Ian Murdock posted an essay on his blog yesterday titled Open source and the commoditization of software. It was a timely post for me, as I had been asked by someone at work for resources that provided insight on the use and viability of open source as part of an enterprise information technology strategy. For those who know that Ian is the founder of my Linux distribution of choice, Debian, you may be thinking that this is the manifesto of yet another wild-eyed wilderness prophet about Linux overtaking Windows. It is nothing of the sort - in fact, it is one of the most level-headed, well-informed, business-minded takes on hardware and software history and their impact on the current thrust of software commoditization that I have seen.

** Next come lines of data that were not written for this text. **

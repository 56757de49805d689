use async_trait::async_trait;
use axum::{
    Form, Json,
    extract::{FromRequest, Request},
    http::header::CONTENT_TYPE,
};
use serde::de::DeserializeOwned;
use std::convert::Infallible;
use tracing::debug;

/// Body sent either as JSON or as an urlencoded HTML form.
///
/// Never rejects: a missing or unparseable body yields `T::default()`, which the
/// auth validators then report as missing fields.
#[derive(Debug)]
pub struct AuthPayload<T>(pub T);

fn is_form(content_type: Option<&str>) -> bool {
    content_type
        .and_then(|value| value.split(';').next())
        .is_some_and(|mime| {
            mime.trim()
                .eq_ignore_ascii_case("application/x-www-form-urlencoded")
        })
}

#[async_trait]
impl<S, T> FromRequest<S> for AuthPayload<T>
where
    S: Send + Sync,
    T: DeserializeOwned + Default + Send,
{
    type Rejection = Infallible;

    async fn from_request(req: Request, state: &S) -> Result<Self, Self::Rejection> {
        let content_type = req
            .headers()
            .get(CONTENT_TYPE)
            .and_then(|value| value.to_str().ok());

        let parsed = if is_form(content_type) {
            Form::<T>::from_request(req, state)
                .await
                .map(|Form(value)| value)
                .map_err(|rejection| rejection.body_text())
        } else {
            Json::<T>::from_request(req, state)
                .await
                .map(|Json(value)| value)
                .map_err(|rejection| rejection.body_text())
        };

        Ok(Self(parsed.unwrap_or_else(|reason| {
            debug!("Unreadable request body: {}", reason);
            T::default()
        })))
    }
}
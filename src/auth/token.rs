//! Session token issuance and verification.
//!
//! Tokens are HS256 JWTs. Validity is a function of the signature and `exp` only;
//! nothing is stored, so a token cannot be revoked before it expires.

use chrono::Utc;
use jsonwebtoken::{Algorithm, DecodingKey, EncodingKey, Header, Validation, decode, encode};
use secrecy::{ExposeSecret, SecretString};
use serde::{Deserialize, Serialize};
use std::{collections::HashSet, fmt, time::Duration};
use thiserror::Error;
use utoipa::ToSchema;
use uuid::Uuid;

pub const DEFAULT_TOKEN_TTL: Duration = Duration::from_secs(60 * 60);

#[derive(ToSchema, Serialize, Deserialize, Debug, Clone, PartialEq, Eq)]
#[serde(rename_all = "camelCase")]
pub struct Claims {
    pub user_id: Uuid,
    pub iat: i64,
    pub exp: i64,
}

#[derive(Debug, Error)]
pub enum TokenError {
    #[error("invalid token")]
    Invalid,
    #[error("token expired")]
    Expired,
    #[error("token signing secret must not be empty")]
    EmptySecret,
    #[error("invalid token ttl")]
    InvalidTtl,
    #[error("failed to sign token")]
    Signing(#[source] jsonwebtoken::errors::Error),
}

#[derive(Clone)]
pub struct TokenService {
    encoding_key: EncodingKey,
    decoding_key: DecodingKey,
    validation: Validation,
    ttl_seconds: i64,
}

impl fmt::Debug for TokenService {
    fn fmt(&self, f: &mut fmt::Formatter<'_>) -> fmt::Result {
        f.debug_struct("TokenService")
            .field("algorithm", &"HS256")
            .field("secret", &"***")
            .field("ttl_seconds", &self.ttl_seconds)
            .finish()
    }
}

impl TokenService {
    /// Build the service from the process-wide signing secret.
    ///
    /// # Errors
    /// Returns an error if the secret is empty or the ttl is zero or out of range.
    pub fn new(secret: &SecretString, ttl: Duration) -> Result<Self, TokenError> {
        let secret = secret.expose_secret();
        if secret.is_empty() {
            return Err(TokenError::EmptySecret);
        }

        let ttl_seconds = i64::try_from(ttl.as_secs()).map_err(|_| TokenError::InvalidTtl)?;
        if ttl_seconds <= 0 {
            return Err(TokenError::InvalidTtl);
        }

        // expiry is checked against the caller's clock in verify_at
        let mut validation = Validation::new(Algorithm::HS256);
        validation.validate_exp = false;
        validation.leeway = 0;
        validation.required_spec_claims = HashSet::from(["exp".to_string()]);

        Ok(Self {
            encoding_key: EncodingKey::from_secret(secret.as_bytes()),
            decoding_key: DecodingKey::from_secret(secret.as_bytes()),
            validation,
            ttl_seconds,
        })
    }

    #[must_use]
    pub const fn ttl_seconds(&self) -> i64 {
        self.ttl_seconds
    }

    /// Issue a token for `user_id` valid from now.
    ///
    /// # Errors
    /// Returns [`TokenError::Signing`] if encoding fails.
    pub fn issue(&self, user_id: Uuid) -> Result<String, TokenError> {
        self.issue_at(user_id, Utc::now().timestamp())
    }

    /// Issue a token as if the current unix time were `now`.
    ///
    /// # Errors
    /// Returns [`TokenError::Signing`] if encoding fails.
    pub fn issue_at(&self, user_id: Uuid, now: i64) -> Result<String, TokenError> {
        let claims = Claims {
            user_id,
            iat: now,
            exp: now.saturating_add(self.ttl_seconds),
        };

        encode(&Header::new(Algorithm::HS256), &claims, &self.encoding_key)
            .map_err(TokenError::Signing)
    }

    /// Verify a token against the current time.
    ///
    /// # Errors
    /// Returns [`TokenError::Invalid`] or [`TokenError::Expired`].
    pub fn verify(&self, token: &str) -> Result<Claims, TokenError> {
        self.verify_at(token, Utc::now().timestamp())
    }

    /// Verify a token as if the current unix time were `now`.
    ///
    /// # Errors
    /// Returns [`TokenError::Invalid`] if the token is malformed or its signature does
    /// not match, [`TokenError::Expired`] if `now >= exp`.
    pub fn verify_at(&self, token: &str, now: i64) -> Result<Claims, TokenError> {
        let claims = decode::<Claims>(token, &self.decoding_key, &self.validation)
            .map_err(|_| TokenError::Invalid)?
            .claims;

        if now >= claims.exp {
            return Err(TokenError::Expired);
        }

        Ok(claims)
    }
}
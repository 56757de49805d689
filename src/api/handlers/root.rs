// axum handler for /
pub async fn root() -> &'static str {
    concat!(env!("CARGO_PKG_NAME"), " ", env!("CARGO_PKG_VERSION"))
}
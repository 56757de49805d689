//! # idauth (phone + national ID authentication)
//!
//! `idauth` registers users by full name, phone number and national ID number,
//! and issues short-lived signed session tokens for them.
//!
//! ## Identity Model
//!
//! - **Phone numbers** must be 12 ASCII digits starting with the `254` country prefix.
//! - **ID numbers** must be exactly 8 ASCII digits.
//! - Both are unique across all users. The store's insert is the final authority
//!   on uniqueness; the lookup before it only produces an early error.
//!
//! ## Sessions
//!
//! Tokens are compact HS256 JWTs carrying `userId`, `iat` and `exp`. They are never
//! stored and cannot be revoked before they expire.
//!
//! ## Login
//!
//! Login matches the phone number and ID number exactly as presented. There is no
//! separate password.

pub mod api;
pub mod auth;
pub mod cli;
pub mod store;

#[allow(clippy::doc_markdown, clippy::needless_raw_string_hashes)]
pub mod built_info {
    include!(concat!(env!("OUT_DIR"), "/built.rs"));
}

pub const GIT_COMMIT_HASH: &str = match built_info::GIT_COMMIT_HASH {
    Some(hash) => hash,
    None => "unknown",
};

#[cfg(test)]
mod tests {
    use super::*;

    #[test]
    fn test_git_commit_hash_format() {
        if GIT_COMMIT_HASH == "unknown" {
            // Acceptable in non-git build environments
            return;
        }
        assert!(
            GIT_COMMIT_HASH.chars().all(|c| c.is_ascii_hexdigit()),
            "GIT_COMMIT_HASH should be a hex string, got: {GIT_COMMIT_HASH}"
        );
        assert!(
            GIT_COMMIT_HASH.len() >= 7,
            "GIT_COMMIT_HASH should be at least 7 characters long, got: {GIT_COMMIT_HASH}"
        );
    }
}
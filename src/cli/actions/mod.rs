pub mod server;

#[derive(Debug)]
pub enum Action {
    Server(server::Args),
}

impl Action {
    /// Execute the action.
    /// # Errors
    /// Returns an error if the action fails.
    pub async fn execute(self) -> anyhow::Result<()> {
        match self {
            Self::Server(args) => server::execute(args).await,
        }
    }
}
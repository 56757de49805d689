//! Field presence and format checks for registration and login input.

use regex::Regex;
use thiserror::Error;

#[derive(Debug, Error, Clone, Copy, PartialEq, Eq)]
pub enum ValidationError {
    #[error("missing required field")]
    MissingField,
    #[error("phone number must be in format 254xxxxxxxxx")]
    InvalidPhoneFormat,
    #[error("ID number must be 8 digits")]
    InvalidIdFormat,
}

/// `254` followed by nine ASCII digits.
#[must_use]
pub fn valid_phone_number(phone_number: &str) -> bool {
    Regex::new(r"^254[0-9]{9}$").is_ok_and(|re| re.is_match(phone_number))
}

/// Exactly eight ASCII digits.
#[must_use]
pub fn valid_id_number(id_number: &str) -> bool {
    Regex::new(r"^[0-9]{8}$").is_ok_and(|re| re.is_match(id_number))
}

/// Check registration input in order: presence, phone format, ID format.
///
/// # Errors
/// Returns the first failing check.
pub fn validate_registration(
    full_name: Option<&str>,
    phone_number: Option<&str>,
    id_number: Option<&str>,
) -> Result<(), ValidationError> {
    let (Some(full_name), Some(phone_number), Some(id_number)) =
        (full_name, phone_number, id_number)
    else {
        return Err(ValidationError::MissingField);
    };

    if full_name.is_empty() || phone_number.is_empty() || id_number.is_empty() {
        return Err(ValidationError::MissingField);
    }

    if !valid_phone_number(phone_number) {
        return Err(ValidationError::InvalidPhoneFormat);
    }

    if !valid_id_number(id_number) {
        return Err(ValidationError::InvalidIdFormat);
    }

    Ok(())
}

/// Login only requires both fields to be present.
///
/// # Errors
/// Returns [`ValidationError::MissingField`] if either is absent or empty.
pub fn validate_login(
    phone_number: Option<&str>,
    id_number: Option<&str>,
) -> Result<(), ValidationError> {
    match (phone_number, id_number) {
        (Some(phone), Some(id)) if !phone.is_empty() && !id.is_empty() => Ok(()),
        _ => Err(ValidationError::MissingField),
    }
}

The essay starts all the way back (relatively speaking; after all, the computer era is rather brief from an historical perspective) at the fullness of mainframe prosperity and moves forward. The juxtaposition of the hardware and software markets is something I had not seen presented in such a clear fashion. The missteps of the UNIX market's fragmentation and the fortunate standardization of PC hardware (albeit not intentional on IBM's part) are laid out in an engaging short narrative, followed by Microsoft's staggeringly triumphant conquest of the then-vacant PC software market. The success of companies who chose to participate in commoditization rather than attempt to stem its tide is refreshing. Participation rather than domination is shown to be the way forward, and Murdock goes on to show that even in the Linux ecosystem, there are those who flirt dangerously with the temptation to control a market through manipulation.
If you're a fellow Debian or Free/Open Source Software advocate like myself, I encourage you to take a few mintues out to read the essay. You may find it gives a less-rabid voice to your zeal and provides an entry point into our cause for those less persuaded by the principles of the movement(s).